Krishna will replace the current CEO, Ginni Rometty, who spent 8 years at the head of the technology company in which sales fell by around 25% and their revenues plummeted 28%.
With the departure of Rometty, who has been in the company for almost 40 years, the number of female directors in charge of Fortune 500 companies will be reduced to 32.
It reminds how Satya Nadella was brought to the top from the head of cloud business
The appointment of Krishna, who heads the company’s cognitive and cloud software division, recalls when Microsoft appointed its cloud boss, Satya Nadella, to lead the company in 2014.
The commitment to the cloud helped boost the growth at Microsoft and exceed $1 billion in market value, 10 times that of IBM. Krishna’s main challenge will be to face the tech giants that have established themselves in this sector.
IBM has a long way to go with Amazon and Microsoft leading the cloud
In the cloud computing world, a model in which companies rent instead of buying computing power, IBM is far behind Amazon and Microsoft.
The pressure is increased with giants such as Alphabet and Oracle investing in strengthening their work teams in the cloud in an attempt to lead the competition.
This is the reason why the company plummets, since 70% of its business model is based on the sales of hardware, software and business services, areas in which the decline in revenue is 5% to 10% per year.

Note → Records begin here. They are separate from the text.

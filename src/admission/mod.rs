//! Admission control.
//!
//! # Data Flow
//! ```text
//! Header phase (before any body byte is read):
//!     SizeGuard (declared Content-Length)
//!     → OriginPolicy (CORS allow-list)
//!     → RateLimit (fixed window per client)
//!
//! Body read with a hard byte cap
//!
//! Document phase (before any subgraph is touched):
//!     Parse (JSON envelope, GraphQL document, fragment inlining)
//!     → Depth
//!     → Complexity
//!     → Introspection
//! ```
//!
//! # Design Decisions
//! - Every stage has the same contract and runs synchronously
//! - The first failing stage ends admission; later stages never run
//! - Stages record what they learned (depth, cost, origin) on the context

pub mod stages;

use axum::body::Bytes;
use axum::http::{HeaderMap, HeaderValue};
use serde::Deserialize;
use serde_json::{Map, Value};
use std::sync::Arc;

use crate::config::SecurityConfig;
use crate::error::GatewayError;
use crate::gateway::Supergraph;
use crate::http::request::RequestContext;
use crate::query::QueryShape;
use crate::security::RateLimiter;

pub use stages::{
    ComplexityStage, DepthStage, IntrospectionStage, OriginPolicy, ParseStage, RateLimitStage,
    SizeGuard,
};

/// Outcome of one stage.
pub type Verdict = Result<(), GatewayError>;

#[derive(Debug, Clone, Copy, PartialEq, Eq)]
pub enum Phase {
    Headers,
    Document,
}

/// JSON envelope of `POST /graphql`.
#[derive(Debug, Clone, Default, Deserialize)]
pub struct GraphQLRequest {
    #[serde(default)]
    pub query: Option<String>,

    #[serde(default, rename = "operationName")]
    pub operation_name: Option<String>,

    #[serde(default)]
    pub variables: Option<Map<String, Value>>,
}

/// Everything admission knows about one request.
pub struct AdmissionContext {
    pub headers: HeaderMap,
    pub request: RequestContext,
    pub supergraph: Arc<Supergraph>,

    pub origin: Option<HeaderValue>,
    pub declared_length: Option<u64>,
    pub body: Bytes,

    pub operation_name: Option<String>,
    pub variables: Map<String, Value>,
    pub shape: Option<QueryShape>,
    pub depth: Option<usize>,
    pub complexity: Option<u64>,
}

impl AdmissionContext {
    pub fn new(headers: HeaderMap, request: RequestContext, supergraph: Arc<Supergraph>) -> Self {
        Self {
            headers,
            request,
            supergraph,
            origin: None,
            declared_length: None,
            body: Bytes::new(),
            operation_name: None,
            variables: Map::new(),
            shape: None,
            depth: None,
            complexity: None,
        }
    }

    /// The parsed operation. Only available once the parse stage has run.
    pub fn shape(&self) -> Result<&QueryShape, GatewayError> {
        self.shape
            .as_ref()
            .ok_or_else(|| GatewayError::Internal("operation has not been parsed".to_string()))
    }
}

/// One admission check.
pub trait AdmissionStage: Send + Sync {
    fn name(&self) -> &'static str;

    fn phase(&self) -> Phase;

    fn check(&self, ctx: &mut AdmissionContext) -> Verdict;
}

/// Ordered list of stages.
#[derive(Default)]
pub struct AdmissionPipeline {
    stages: Vec<Box<dyn AdmissionStage>>,
}

impl AdmissionPipeline {
    pub fn new() -> Self {
        Self::default()
    }

    pub fn with_stage(mut self, stage: impl AdmissionStage + 'static) -> Self {
        self.stages.push(Box::new(stage));
        self
    }

    /// Size, origin and rate checks, then parse, depth, complexity and introspection.
    pub fn standard(security: Arc<SecurityConfig>, limiter: Arc<RateLimiter>) -> Self {
        Self::new()
            .with_stage(SizeGuard::new(security.clone()))
            .with_stage(OriginPolicy::new(security.clone()))
            .with_stage(RateLimitStage::new(security.clone(), limiter))
            .with_stage(ParseStage::new(security.clone()))
            .with_stage(DepthStage::new(security.clone()))
            .with_stage(ComplexityStage::new(security.clone()))
            .with_stage(IntrospectionStage::new(security))
    }

    pub fn stage_names(&self) -> Vec<&'static str> {
        self.stages.iter().map(|s| s.name()).collect()
    }

    /// Run every stage of `phase` in order, stopping at the first rejection.
    pub fn run_phase(&self, phase: Phase, ctx: &mut AdmissionContext) -> Verdict {
        for stage in self.stages.iter().filter(|s| s.phase() == phase) {
            if let Err(err) = stage.check(ctx) {
                tracing::debug!(
                    stage = stage.name(),
                    code = err.code().as_str(),
                    client = %ctx.request.client_identity,
                    "Request rejected by admission"
                );
                return Err(err);
            }
        }
        Ok(())
    }
}

#[cfg(test)]
mod tests {
    use super::*;
    use crate::config::{AllowedOrigins, EnvironmentMode};
    use axum::http::header;
    use std::time::Duration;

    fn pipeline(security: SecurityConfig) -> AdmissionPipeline {
        let security = Arc::new(security);
        let limiter = Arc::new(RateLimiter::from_security(&security));
        AdmissionPipeline::standard(security, limiter)
    }

    fn context(body: &str) -> AdmissionContext {
        let mut ctx = AdmissionContext::new(
            HeaderMap::new(),
            RequestContext {
                client_identity: "1.2.3.4".to_string(),
                ..RequestContext::default()
            },
            Arc::new(Supergraph::degraded()),
        );
        ctx.body = Bytes::from(body.to_string());
        ctx
    }

    fn admit(pipeline: &AdmissionPipeline, ctx: &mut AdmissionContext) -> Verdict {
        pipeline.run_phase(Phase::Headers, ctx)?;
        pipeline.run_phase(Phase::Document, ctx)
    }

    #[test]
    fn test_standard_order() {
        assert_eq!(
            pipeline(SecurityConfig::default()).stage_names(),
            vec![
                "size_guard",
                "origin_policy",
                "rate_limit",
                "parse",
                "depth",
                "complexity",
                "introspection"
            ]
        );
    }

    #[test]
    fn test_admits_simple_query() {
        let pipeline = pipeline(SecurityConfig::default());
        let mut ctx = context(r#"{"query":"{ health { status } }"}"#);
        admit(&pipeline, &mut ctx).unwrap();
        assert_eq!(ctx.depth, Some(2));
        assert_eq!(ctx.complexity, Some(2));
        assert!(ctx.shape.is_some());
    }

    #[test]
    fn test_depth_checked_before_introspection() {
        let pipeline = pipeline(SecurityConfig {
            mode: EnvironmentMode::Production,
            max_query_depth: 2,
            ..SecurityConfig::default()
        });
        let mut ctx = context(r#"{"query":"{ __schema { types { fields { name } } } }"}"#);
        let err = admit(&pipeline, &mut ctx).unwrap_err();
        assert!(matches!(err, GatewayError::QueryTooDeep { actual: 3, max: 2 }));
    }

    #[test]
    fn test_header_phase_stops_before_parse() {
        let pipeline = pipeline(SecurityConfig {
            rate_limit_max: 1,
            rate_limit_window: Duration::from_secs(60),
            allowed_origins: AllowedOrigins::List(
                ["https://app.example.com".to_string()].into_iter().collect(),
            ),
            ..SecurityConfig::default()
        });

        let mut ctx = context("not json");
        ctx.headers
            .insert(header::ORIGIN, HeaderValue::from_static("https://evil.example.com"));
        let err = pipeline.run_phase(Phase::Headers, &mut ctx).unwrap_err();
        assert!(matches!(err, GatewayError::OriginNotAllowed(_)));
        assert!(ctx.shape.is_none());

        let mut first = context("");
        pipeline.run_phase(Phase::Headers, &mut first).unwrap();
        let mut second = context("");
        let err = pipeline.run_phase(Phase::Headers, &mut second).unwrap_err();
        assert!(matches!(err, GatewayError::RateLimitExceeded { .. }));
    }
}
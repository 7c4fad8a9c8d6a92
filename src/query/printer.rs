//! Renders query shapes back to GraphQL text for subgraph calls.

use std::collections::BTreeSet;
use std::fmt::Write;

use crate::query::shape::{Directive, FieldNode, OperationKind, SelectionNode, VariableDefinition};

/// Print an operation containing `fields` as its root selections.
///
/// Only the variable definitions referenced by those fields are declared.
pub fn print_operation(
    kind: OperationKind,
    name: Option<&str>,
    definitions: &[VariableDefinition],
    fields: &[&FieldNode],
) -> String {
    let used = used_variables(fields);
    let declared: Vec<&VariableDefinition> = definitions
        .iter()
        .filter(|def| used.contains(&def.name))
        .collect();

    let mut out = String::from(kind.as_str());
    if let Some(name) = name {
        out.push(' ');
        out.push_str(name);
    }
    if !declared.is_empty() {
        out.push('(');
        for (i, def) in declared.iter().enumerate() {
            if i > 0 {
                out.push_str(", ");
            }
            let _ = write!(out, "${}: {}", def.name, def.type_ref);
            if let Some(default) = &def.default_value {
                let _ = write!(out, " = {}", default);
            }
        }
        out.push(')');
    }

    out.push_str(" {");
    for field in fields {
        out.push(' ');
        print_field(field, &mut out);
    }
    out.push_str(" }");
    out
}

/// Variables referenced by `fields`.
pub fn used_variables(fields: &[&FieldNode]) -> BTreeSet<String> {
    let mut used = BTreeSet::new();
    for field in fields {
        field.collect_variables(&mut used);
    }
    used
}

fn print_field(field: &FieldNode, out: &mut String) {
    if let Some(alias) = &field.alias {
        out.push_str(alias);
        out.push_str(": ");
    }
    out.push_str(&field.name);
    print_arguments(&field.arguments, out);
    print_directives(&field.directives, out);
    print_selections(&field.selections, out);
}

fn print_selections(selections: &[SelectionNode], out: &mut String) {
    if selections.is_empty() {
        return;
    }
    out.push_str(" {");
    for selection in selections {
        out.push(' ');
        match selection {
            SelectionNode::Field(field) => print_field(field, out),
            SelectionNode::InlineFragment(fragment) => {
                out.push_str("...");
                if let Some(type_condition) = &fragment.type_condition {
                    out.push_str(" on ");
                    out.push_str(type_condition);
                }
                print_directives(&fragment.directives, out);
                print_selections(&fragment.selections, out);
            }
        }
    }
    out.push_str(" }");
}

fn print_arguments(arguments: &[(String, async_graphql_value::Value)], out: &mut String) {
    if arguments.is_empty() {
        return;
    }
    out.push('(');
    for (i, (name, value)) in arguments.iter().enumerate() {
        if i > 0 {
            out.push_str(", ");
        }
        let _ = write!(out, "{}: {}", name, value);
    }
    out.push(')');
}

fn print_directives(directives: &[Directive], out: &mut String) {
    for directive in directives {
        out.push_str(" @");
        out.push_str(&directive.name);
        print_arguments(&directive.arguments, out);
    }
}

#[cfg(test)]
mod tests {
    use super::*;
    use crate::query::shape::QueryShape;

    #[test]
    fn test_prints_subset_with_used_variables() {
        let shape = QueryShape::parse(
            r#"query Home($id: ID!, $n: Int = 5) {
                me { id name }
                listings(first: $n, city: "Lisbon") { ...Card }
            }
            fragment Card on Listing { title }"#,
            None,
        )
        .unwrap();
        let roots = shape.root_fields();

        let printed = print_operation(shape.kind, Some("Home"), &shape.variables, &roots[1..]);
        assert_eq!(
            printed,
            r#"query Home($n: Int = 5) { listings(first: $n, city: "Lisbon") { ... on Listing { title } } }"#
        );

        let printed = print_operation(shape.kind, None, &shape.variables, &roots[..1]);
        assert_eq!(printed, "query { me { id name } }");
    }

    #[test]
    fn test_printed_operation_reparses() {
        let source = r#"mutation Book($input: BookingInput!) {
            b: createBooking(input: $input) @include(if: true) { id status }
        }"#;
        let shape = QueryShape::parse(source, None).unwrap();
        let printed = print_operation(shape.kind, None, &shape.variables, &shape.root_fields());
        let reparsed = QueryShape::parse(&printed, None).unwrap();

        assert_eq!(reparsed.kind, OperationKind::Mutation);
        assert_eq!(reparsed.selections.len(), 1);
        assert_eq!(reparsed.root_fields()[0].response_key(), "b");
        assert_eq!(reparsed.variables[0].type_ref, "BookingInput!");
    }
}
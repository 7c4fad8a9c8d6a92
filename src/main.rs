//! Federation gateway binary.
//!
//! # Architecture Overview
//!
//! ```text
//!                      ┌────────────────────────────────────────────────────┐
//!                      │                FEDERATION GATEWAY                  │
//!                      │                                                    │
//!   POST /graphql      │  ┌──────────────┐   ┌──────────┐   ┌───────────┐  │
//!   ──────────────────▶│  │ header phase │──▶│  capped  │──▶│ document  │  │
//!                      │  │ size/origin/ │   │ body read│   │ phase     │  │
//!                      │  │ rate limit   │   └──────────┘   │ parse/    │  │
//!                      │  └──────────────┘                  │ depth/cost│  │
//!                      │                                    │ /introspec│  │
//!                      │                                    └─────┬─────┘  │
//!                      │                                          ▼        │
//!   JSON response      │  ┌──────────┐   ┌──────────────────────────────┐  │
//!   ◀──────────────────┼──│  masking │◀──│ executor (root fields by     │──┼──▶ subgraphs
//!                      │  └──────────┘   │ owner, identity forwarded)   │  │
//!                      │                 └──────────────────────────────┘  │
//!                      │                                                    │
//!                      │  registry + composer ◀── health monitor (re-probe) │
//!                      │  admin API · Prometheus metrics · operation stats  │
//!                      └────────────────────────────────────────────────────┘
//! ```

use clap::Parser;
use std::path::PathBuf;

use federation_gateway::config::load_config;
use federation_gateway::lifecycle;
use federation_gateway::observability::{logging, metrics};

#[derive(Parser)]
#[command(name = "federation-gateway")]
#[command(about = "GraphQL federation gateway with admission control", long_about = None)]
struct Args {
    /// Path to a TOML configuration file. Environment variables override it.
    #[arg(short, long, env = "GATEWAY_CONFIG")]
    config: Option<PathBuf>,
}

#[tokio::main]
async fn main() -> Result<(), Box<dyn std::error::Error>> {
    let args = Args::parse();
    let config = load_config(args.config.as_deref())?;

    logging::init_logging(&config.observability, config.security.mode)?;
    tracing::info!(
        version = env!("CARGO_PKG_VERSION"),
        mode = %config.security.mode,
        bind_address = %config.listener.bind_address,
        subgraphs = config.subgraphs.len(),
        "federation-gateway starting"
    );

    if config.observability.metrics_enabled {
        match config.observability.metrics_address.parse() {
            Ok(addr) => metrics::init_metrics(addr)?,
            Err(_) => tracing::error!(
                metrics_address = %config.observability.metrics_address,
                "Failed to parse metrics address"
            ),
        }
    }

    lifecycle::run(config).await?;
    Ok(())
}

The Red Hat acquisition: A game changer for Krishna
The new CEO of IBM, Arvind Krishna, was the head behind the largest operation in the history of technology: In July last year, the company acquired Red Hat for $34 billion in an effort to shore up its cloud services.
With the change in direction, Jim Whitehurst, CEO of Red Hat, will become the president of IBM.
The incorporation of the Red Hat leader also means a way to leverage a much larger community of developers and attractive more people to innovate on their own technology to stay in competition with Amazon and Microsoft, according to the Financial Times.
When people call giant, they mean a workforce of 350,000 people
However, Krishna has another challenge which Rometty also inherited in 2012: To revitalize a workforce of 350,000 people and deal with units that do not generate as much money as they used to.
IBM’s information technology outsourcing business, which was once one of its most profitable sectors, has also slowed down, according to analysts.